Hume has always been a writer who dreams of the most widely known. 'I always thought that publishing a treatise on human nature, that success depends on the style, not the content'. His History of England was the first truly national history and remained a model of historical research during the next century. Describing not only political but also cultural processes, with Voltaire, Hume shared the honor of being 'the father of the new historiography'. In the essay 'On the national ethos', he explains the national differences moral (or institutional), rather than physical causes. In the essay 'On the multiplicity of ancient peoples' shows that the population in the world today than in ancient. In the field of political theory, creative skepticism of Hume left no stone unturned in the central dogma as a Whig ( 'On the original contract'), . and the Tory party ( 'On the passive obedience'), . a way of governing evaluated solely in terms of value added,
. In economic science, Hume was considered the most competent and influential English thinker until the appearance of works of Adam Smith. He discussed the ideas of the Physiocrats even before the school itself, its concepts have anticipated the ideas of David Ricardo. Hume first systematically developed the theory of labor, money, profit, taxation, international trade and trade balance.
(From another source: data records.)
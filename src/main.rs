use clap::{Args, Parser, Subcommand};
use htmldata::parser::positions::char_span;
use htmldata::{
    ContentType, Node, Options, RawTextElements, extract_simplified_with, find_urls_with,
    resolve_urls, serialize_with, tokenize_with,
};
use std::fs;
use std::io::{self, IsTerminal, Read};
use std::path::{Path, PathBuf};
use std::time::Instant;
use walkdir::WalkDir;

#[derive(Parser)]
#[command(name = "htmldata")]
#[command(about = "htmldata - lossless HTML tokenizing and URL rewriting")]
struct Cli {
    #[command(flatten)]
    parse: ParseArgs,

    #[command(subcommand)]
    command: Commands,
}

#[derive(Args)]
struct ParseArgs {
    /// Treat <pre> bodies as raw text, like <script> and <style>
    #[arg(long, global = true)]
    raw_pre: bool,

    /// Percent-decode attribute values (and encode them when rendering)
    #[arg(long, global = true)]
    decode_values: bool,
}

impl ParseArgs {
    fn options(&self) -> Options {
        Options {
            raw_text: if self.raw_pre {
                RawTextElements::ScriptStylePre
            } else {
                RawTextElements::ScriptStyle
            },
            decode_values: self.decode_values,
        }
    }
}

#[derive(Subcommand)]
enum Commands {
    /// Print the token list as JSON
    Tokens { file: PathBuf },

    /// Print the tag list as JSON
    Tags { file: PathBuf },

    /// Print the document with lowercased tags and sorted, quoted attributes
    Normalize { file: PathBuf },

    /// Render a JSON tag list back to HTML
    Render {
        /// JSON file as printed by `tags`
        #[arg(required_unless_present = "stdin")]
        file: Option<PathBuf>,

        /// Read the tag list from stdin
        #[arg(long)]
        stdin: bool,
    },

    /// List URL references as JSON lines
    Urls {
        /// HTML/CSS file or directory
        path: PathBuf,

        /// Resolve every URL against this base
        #[arg(long)]
        base: Option<String>,

        /// Read files as CSS regardless of extension
        #[arg(long)]
        css: bool,
    },

    /// Rewrite every URL to its absolute form
    Rebase {
        file: PathBuf,

        #[arg(long)]
        base: String,

        /// Read the file as CSS regardless of extension
        #[arg(long)]
        css: bool,

        /// Overwrite the file instead of printing the result
        #[arg(long)]
        write: bool,
    },
}

fn main() {
    env_logger::init();
    let cli = Cli::parse();
    let options = cli.parse.options();

    match cli.command {
        Commands::Tokens { file } => {
            let source = read_file(&file);
            print_json(&tokenize_with(&source, &options));
        }
        Commands::Tags { file } => {
            let source = read_file(&file);
            print_json(&extract_simplified_with(&source, &options));
        }
        Commands::Normalize { file } => {
            let source = read_file(&file);
            print!("{}", serialize_with(&extract_simplified_with(&source, &options), &options));
        }
        Commands::Render { file, stdin } => {
            let json = if stdin {
                let mut json = String::new();
                if let Err(e) = io::stdin().read_to_string(&mut json) {
                    fail(&format!("Failed to read stdin: {}", e));
                }
                json
            } else if let Some(path) = file {
                read_file(&path)
            } else {
                fail("provide a JSON file or use --stdin");
            };
            let nodes: Vec<Node> = match serde_json::from_str(&json) {
                Ok(nodes) => nodes,
                Err(e) => fail(&format!("Invalid tag list: {}", e)),
            };
            print!("{}", serialize_with(&nodes, &options));
        }
        Commands::Urls { path, base, css } => list_urls(&path, base.as_deref(), css, &options),
        Commands::Rebase { file, base, css, write } => {
            let source = read_file(&file);
            let content_type = content_type(&file, css);
            let output = match resolve_urls(&source, &base, content_type, &options) {
                Ok(output) => output,
                Err(e) => fail(&format!("{}: {}", file.display(), e)),
            };
            if write {
                if let Err(e) = fs::write(&file, &output) {
                    fail(&format!("Failed to write {}: {}", file.display(), e));
                }
                print_done(&file.display().to_string());
            } else {
                print!("{}", output);
            }
        }
    }
}

fn list_urls(path: &Path, base: Option<&str>, css: bool, options: &Options) {
    if path.is_file() {
        urls_in_file(path, base, css, options);
    } else if path.is_dir() {
        let start = Instant::now();
        let mut file_count = 0;
        for entry in WalkDir::new(path)
            .into_iter()
            .filter_map(|e| e.ok())
            .filter(|e| is_document(e.path()))
        {
            urls_in_file(entry.path(), base, css, options);
            file_count += 1;
        }
        if file_count == 0 {
            fail(&format!("No .html, .htm or .css files found in {}", path.display()));
        }
        print_summary(file_count, start.elapsed());
    } else {
        fail(&format!("{} does not exist", path.display()));
    }
}

fn urls_in_file(path: &Path, base: Option<&str>, css: bool, options: &Options) {
    let source = read_file(path);
    let matches = match find_urls_with(&source, base, content_type(path, css), options) {
        Ok(matches) => matches,
        Err(e) => fail(&format!("{}: {}", path.display(), e)),
    };
    for m in &matches {
        let line = serde_json::json!({
            "file": path.display().to_string(),
            "span": m.span,
            "char_span": char_span(&source, m.span),
            "raw": m.raw(&source),
            "url": m.url,
            "source": m.source,
        });
        println!("{}", line);
    }
}

fn content_type(path: &Path, css: bool) -> ContentType {
    if css {
        ContentType::Css
    } else {
        ContentType::from_path(path)
    }
}

fn is_document(path: &Path) -> bool {
    path.extension()
        .and_then(|ext| ext.to_str())
        .is_some_and(|ext| matches!(ext.to_ascii_lowercase().as_str(), "html" | "htm" | "css"))
}

fn read_file(path: &Path) -> String {
    match fs::read_to_string(path) {
        Ok(source) => source,
        Err(e) => fail(&format!("Failed to read {}: {}", path.display(), e)),
    }
}

fn print_json<T: serde::Serialize>(value: &T) {
    match serde_json::to_string_pretty(value) {
        Ok(json) => println!("{}", json),
        Err(e) => fail(&format!("Failed to serialize: {}", e)),
    }
}

fn fail(message: &str) -> ! {
    eprintln!("Error: {}", message);
    std::process::exit(1);
}

fn print_done(path: &str) {
    if io::stderr().is_terminal() {
        eprintln!("  \x1b[32m✓\x1b[0m {}", path);
    } else {
        eprintln!("  ✓ {}", path);
    }
}

fn print_summary(count: usize, elapsed: std::time::Duration) {
    let time_str = format_duration(elapsed);
    let files_word = if count == 1 { "file" } else { "files" };

    if io::stderr().is_terminal() {
        eprintln!("\n\x1b[1mScanned {} {} in {}\x1b[0m", count, files_word, time_str);
    } else {
        eprintln!("\nScanned {} {} in {}", count, files_word, time_str);
    }
}

fn format_duration(d: std::time::Duration) -> String {
    let micros = d.as_micros();
    if micros < 1000 {
        format!("{}μs", micros)
    } else if micros < 1_000_000 {
        format!("{:.1}ms", micros as f64 / 1000.0)
    } else {
        format!("{:.2}s", d.as_secs_f64())
    }
}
Excellent writing Hume. Cold, insightful reasoning philosopher alternates in their heart, good-natured friendly chatter, everywhere we find abundant manifestation of irony and humor. In literary-critical works of Hume remained on the traditional classical positions and wished prosperity of the national Scottish literature. However, he had compiled a list of jargon, which should have been excluded from the Scottish speech was a step towards a more simple and plain style of English prose language on the model la clart francaise. But then Hume was accused of what he wrote too simple and clear, and therefore can not be regarded as a serious philosopher.

For David Hume's philosophy was a matter of life. You can verify this by comparing the two sections of the Treatise ( 'the love of good fame' and 'On the curiosity, or love of truth') with a curriculum vitae, or any complete biography of the thinker.